▶ [AIM OF THE TASK] Among the entries below, copy every line that carries the word "drag".
[Start of Attachment]
use super::*;
use crate::draw::{Color, Point, RED, StrokeKind};
use crate::input::{
    EventResponse, InputEvent, PointerSample, PointerSource, Theme, ThemePalette, Tool,
};
use crate::util::{CanvasLayout, CanvasSize, Rect};

fn create_test_input_state() -> InputState {
    InputState::with_defaults(
        RED,
        5.0, // width
        Theme::Light,
        ThemePalette::default(),
        CanvasLayout::default(),
    )
}

fn down(state: &mut InputState, x: f64, y: f64) {
    state.handle_event(InputEvent::PointerDown(PointerSample::mouse(x, y)));
}

fn drag(state: &mut InputState, x: f64, y: f64) {
    state.handle_event(InputEvent::PointerMove(PointerSample::mouse(x, y)));
}

fn up(state: &mut InputState) {
    state.handle_event(InputEvent::PointerUp {
        source: PointerSource::Mouse,
    });
}

fn draw_line(state: &mut InputState, from: (f64, f64), to: (f64, f64)) {
    down(state, from.0, from.1);
    drag(state, to.0, to.1);
    up(state);
}

#[test]
fn test_brush_stroke_freezes_tool_settings() {
    let mut state = create_test_input_state();

    draw_line(&mut state, (10.0, 10.0), (20.0, 10.0));

    assert_eq!(state.drawing.len(), 1);
    let stroke = &state.drawing.strokes()[0];
    assert_eq!(stroke.kind(), StrokeKind::Brush);
    assert_eq!(stroke.color(), RED);
    assert_eq!(stroke.width(), 5.0);
    assert_eq!(
        stroke.points(),
        &[Point::new(10.0, 10.0), Point::new(20.0, 10.0)]
    );
}

#[test]
fn test_point_count_is_moves_plus_one() {
    let mut state = create_test_input_state();

    for moves in 0..5 {
        down(&mut state, 0.0, 0.0);
        for i in 0..moves {
            drag(&mut state, f64::from(i), 1.0);
        }
        up(&mut state);

        let last = state.drawing.strokes().last().unwrap();
        assert_eq!(last.points().len(), moves as usize + 1);
    }
    assert_eq!(state.drawing.len(), 5);
}

#[test]
fn test_eraser_without_points_is_discarded() {
    let mut state = create_test_input_state();
    state.toggle_eraser();

    // A touch start that reports no contacts has no position to record.
    let response = state.handle_event(InputEvent::PointerDown(PointerSample::touch(&[])));
    assert!(response.suppress_default);
    assert!(state.is_painting());
    assert_eq!(state.drawing.active().unwrap().kind(), StrokeKind::Eraser);

    state.handle_event(InputEvent::PointerUp {
        source: PointerSource::Touch,
    });

    assert!(!state.is_painting());
    assert!(state.drawing.is_empty());
}

#[test]
fn test_move_and_up_without_active_stroke_are_ignored() {
    let mut state = create_test_input_state();
    state.needs_redraw = false;

    drag(&mut state, 5.0, 5.0);
    up(&mut state);

    assert!(state.drawing.is_empty());
    assert!(state.drawing.active().is_none());
    assert!(!state.needs_redraw);
}

#[test]
fn test_reentrant_pointer_down_is_ignored() {
    let mut state = create_test_input_state();

    down(&mut state, 1.0, 1.0);
    down(&mut state, 50.0, 50.0);
    drag(&mut state, 2.0, 2.0);
    up(&mut state);

    assert_eq!(state.drawing.len(), 1);
    assert_eq!(
        state.drawing.strokes()[0].points(),
        &[Point::new(1.0, 1.0), Point::new(2.0, 2.0)]
    );
}

#[test]
fn test_undo_on_empty_store_is_idempotent() {
    let mut state = create_test_input_state();

    for _ in 0..3 {
        state.handle_event(InputEvent::Undo);
        assert!(state.drawing.is_empty());
    }
}

#[test]
fn test_undo_removes_last_stroke_only() {
    let mut state = create_test_input_state();

    draw_line(&mut state, (10.0, 10.0), (90.0, 10.0));
    state.toggle_eraser();
    draw_line(&mut state, (10.0, 10.0), (90.0, 10.0));
    assert_eq!(state.drawing.len(), 2);

    state.handle_event(InputEvent::Undo);

    assert_eq!(state.drawing.len(), 1);
    assert_eq!(state.drawing.strokes()[0].kind(), StrokeKind::Brush);
}

#[test]
fn test_clear_then_draw_again() {
    let mut state = create_test_input_state();

    for i in 0..5 {
        let y = f64::from(i) * 10.0;
        draw_line(&mut state, (0.0, y), (50.0, y));
    }
    assert_eq!(state.drawing.len(), 5);

    state.handle_event(InputEvent::Clear);
    assert!(state.drawing.is_empty());
    assert!(state.needs_redraw);

    draw_line(&mut state, (1.0, 1.0), (2.0, 2.0));
    assert_eq!(state.drawing.len(), 1);
}

#[test]
fn test_clear_keeps_active_stroke() {
    let mut state = create_test_input_state();

    draw_line(&mut state, (0.0, 0.0), (10.0, 0.0));
    down(&mut state, 5.0, 5.0);
    state.handle_event(InputEvent::Clear);
    drag(&mut state, 6.0, 6.0);
    up(&mut state);

    assert_eq!(state.drawing.len(), 1);
    assert_eq!(state.drawing.strokes()[0].points().len(), 2);
}

#[test]
fn test_toggle_eraser_does_not_touch_existing_strokes() {
    let mut state = create_test_input_state();

    down(&mut state, 0.0, 0.0);
    assert_eq!(state.handle_event(InputEvent::ToggleEraser), EventResponse::default());
    drag(&mut state, 3.0, 3.0);
    up(&mut state);

    assert_eq!(state.tool(), Tool::Eraser);
    assert_eq!(state.drawing.strokes()[0].kind(), StrokeKind::Brush);

    draw_line(&mut state, (0.0, 0.0), (1.0, 1.0));
    assert_eq!(state.drawing.strokes()[1].kind(), StrokeKind::Eraser);
}

#[test]
fn test_tool_changes_apply_to_next_stroke() {
    let mut state = create_test_input_state();

    down(&mut state, 0.0, 0.0);
    state.handle_event(InputEvent::SetColor {
        color: "#00ff00".to_string(),
    });
    state.handle_event(InputEvent::SetBrushSize { size: 12.0 });
    up(&mut state);
    draw_line(&mut state, (0.0, 0.0), (1.0, 0.0));

    let strokes = state.drawing.strokes();
    assert_eq!(strokes[0].color(), RED);
    assert_eq!(strokes[0].width(), 5.0);
    assert_eq!(strokes[1].color(), Color::from_rgb8(0, 255, 0));
    assert_eq!(strokes[1].width(), 12.0);
}

#[test]
fn test_invalid_tool_settings_are_ignored() {
    let mut state = create_test_input_state();

    assert!(!state.set_color("not-a-color"));
    assert!(!state.set_width(0.0));
    assert!(!state.set_width(-3.0));
    assert!(!state.set_width(f64::NAN));

    assert_eq!(state.current_color, RED);
    assert_eq!(state.current_width, 5.0);
}

#[test]
fn test_toggle_theme_keeps_strokes() {
    let mut state = create_test_input_state();
    draw_line(&mut state, (0.0, 0.0), (10.0, 10.0));
    let before = state.drawing.strokes().to_vec();
    state.needs_redraw = false;

    state.handle_event(InputEvent::ToggleTheme);

    assert_eq!(state.theme, Theme::Dark);
    assert_eq!(state.background_color().to_string(), "#1a1a1a");
    assert_eq!(state.drawing.strokes(), before.as_slice());
    assert!(state.needs_redraw);
}

#[test]
fn test_resize_keeps_strokes_and_logical_coordinates() {
    let mut state = create_test_input_state();
    draw_line(&mut state, (10.0, 10.0), (20.0, 10.0));

    state.handle_event(InputEvent::Resize {
        width: 2000.0,
        height: 1000.0,
    });

    assert_eq!(state.canvas_size(), CanvasSize::new(1120, 700));
    assert_eq!(state.canvas_rect(), Rect::at_size(0.0, 0.0, CanvasSize::new(1120, 700)));
    assert_eq!(
        state.drawing.strokes()[0].points(),
        &[Point::new(10.0, 10.0), Point::new(20.0, 10.0)]
    );
}

#[test]
fn test_non_finite_resize_is_ignored() {
    let mut state = create_test_input_state();
    let before = state.canvas_size();

    state.update_viewport(f64::INFINITY, 100.0);

    assert_eq!(state.canvas_size(), before);
}

#[test]
fn test_pointer_positions_are_normalized() {
    let mut state = create_test_input_state();
    // Canvas displayed at half size with an offset.
    state.set_canvas_rect(Rect::new(10.0, 20.0, 400.0, 250.0).unwrap());

    draw_line(&mut state, (10.0, 20.0), (210.0, 145.0));

    assert_eq!(
        state.drawing.strokes()[0].points(),
        &[Point::new(0.0, 0.0), Point::new(400.0, 250.0)]
    );
}

#[test]
fn test_touch_tracks_first_contact_and_suppresses_default() {
    let mut state = create_test_input_state();

    let responses = [
        state.handle_event(InputEvent::PointerDown(PointerSample::touch(&[
            (1.0, 1.0),
            (300.0, 300.0),
        ]))),
        state.handle_event(InputEvent::PointerMove(PointerSample::touch(&[
            (2.0, 2.0),
            (301.0, 301.0),
        ]))),
        state.handle_event(InputEvent::PointerUp {
            source: PointerSource::Touch,
        }),
    ];

    assert!(responses.iter().all(|r| r.suppress_default));
    assert_eq!(
        state.drawing.strokes()[0].points(),
        &[Point::new(1.0, 1.0), Point::new(2.0, 2.0)]
    );
}

#[test]
fn test_mouse_events_keep_default() {
    let mut state = create_test_input_state();
    let response = state.handle_event(InputEvent::PointerDown(PointerSample::mouse(0.0, 0.0)));
    assert!(!response.suppress_default);
}

#[test]
fn test_export_request_is_taken_once() {
    let mut state = create_test_input_state();

    state.handle_event(InputEvent::Export {
        file_name: Some("sketch".to_string()),
    });

    assert_eq!(
        state.take_pending_export(),
        Some(ExportRequest {
            file_name: Some("sketch".to_string())
        })
    );
    assert_eq!(state.take_pending_export(), None);
}

#[test]
fn test_degenerate_canvas_rect_is_ignored() {
    let mut state = create_test_input_state();
    let before = state.canvas_rect();

    let zero_width = Rect {
        x: 0.0,
        y: 0.0,
        width: 0.0,
        height: 250.0,
    };
    let not_finite = Rect {
        x: f64::NAN,
        ..before
    };
    assert!(!state.set_canvas_rect(zero_width));
    assert!(!state.set_canvas_rect(not_finite));
    assert_eq!(state.canvas_rect(), before);

    draw_line(&mut state, (10.0, 10.0), (20.0, 10.0));
    assert!(
        state.drawing.strokes()[0]
            .points()
            .iter()
            .all(|p| p.x.is_finite() && p.y.is_finite())
    );
}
[End of Attachment]
▶ [WRITTEN REPLY]
fn drag(state: &mut InputState, x: f64, y: f64) {
    drag(state, to.0, to.1);
            drag(&mut state, f64::from(i), 1.0);
    drag(&mut state, 5.0, 5.0);
    drag(&mut state, 2.0, 2.0);
    drag(&mut state, 6.0, 6.0);
    drag(&mut state, 3.0, 3.0);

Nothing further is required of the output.